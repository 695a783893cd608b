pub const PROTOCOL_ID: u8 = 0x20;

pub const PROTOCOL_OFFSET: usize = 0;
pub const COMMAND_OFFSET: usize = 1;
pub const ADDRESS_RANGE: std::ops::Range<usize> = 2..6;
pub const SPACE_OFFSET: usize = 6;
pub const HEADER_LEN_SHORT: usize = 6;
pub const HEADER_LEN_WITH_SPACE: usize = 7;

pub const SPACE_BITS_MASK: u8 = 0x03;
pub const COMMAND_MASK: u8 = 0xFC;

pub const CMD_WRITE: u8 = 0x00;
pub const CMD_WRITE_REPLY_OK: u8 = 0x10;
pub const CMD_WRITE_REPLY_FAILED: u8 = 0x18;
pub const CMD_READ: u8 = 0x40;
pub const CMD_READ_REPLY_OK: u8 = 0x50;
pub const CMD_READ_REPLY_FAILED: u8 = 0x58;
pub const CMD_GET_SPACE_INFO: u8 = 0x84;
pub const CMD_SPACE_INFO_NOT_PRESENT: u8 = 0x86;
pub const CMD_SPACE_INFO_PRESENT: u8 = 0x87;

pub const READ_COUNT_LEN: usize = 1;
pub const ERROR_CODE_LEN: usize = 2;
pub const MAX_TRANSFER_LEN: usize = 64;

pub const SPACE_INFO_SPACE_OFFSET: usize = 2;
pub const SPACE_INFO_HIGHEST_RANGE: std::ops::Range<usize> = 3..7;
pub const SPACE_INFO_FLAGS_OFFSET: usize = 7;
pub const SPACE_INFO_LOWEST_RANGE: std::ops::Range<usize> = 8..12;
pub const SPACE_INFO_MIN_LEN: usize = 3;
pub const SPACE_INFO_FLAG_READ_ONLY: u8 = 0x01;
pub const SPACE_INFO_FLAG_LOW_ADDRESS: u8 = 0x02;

__________________________________________________

• [Requirement]:
An exact retyping of the lines from the one with "pub const CMD_READ_REPLY_FAILED: u8 = 0x58;" to the end of the material above, with both ends included and nothing added, is the required answer.

• [Solved problem]:
pub const CMD_READ_REPLY_FAILED: u8 = 0x58;
pub const CMD_GET_SPACE_INFO: u8 = 0x84;
pub const CMD_SPACE_INFO_NOT_PRESENT: u8 = 0x86;
pub const CMD_SPACE_INFO_PRESENT: u8 = 0x87;

pub const READ_COUNT_LEN: usize = 1;
pub const ERROR_CODE_LEN: usize = 2;
pub const MAX_TRANSFER_LEN: usize = 64;

pub const SPACE_INFO_SPACE_OFFSET: usize = 2;
pub const SPACE_INFO_HIGHEST_RANGE: std::ops::Range<usize> = 3..7;
pub const SPACE_INFO_FLAGS_OFFSET: usize = 7;
pub const SPACE_INFO_LOWEST_RANGE: std::ops::Range<usize> = 8..12;
pub const SPACE_INFO_MIN_LEN: usize = 3;
pub const SPACE_INFO_FLAG_READ_ONLY: u8 = 0x01;
pub const SPACE_INFO_FLAG_LOW_ADDRESS: u8 = 0x02;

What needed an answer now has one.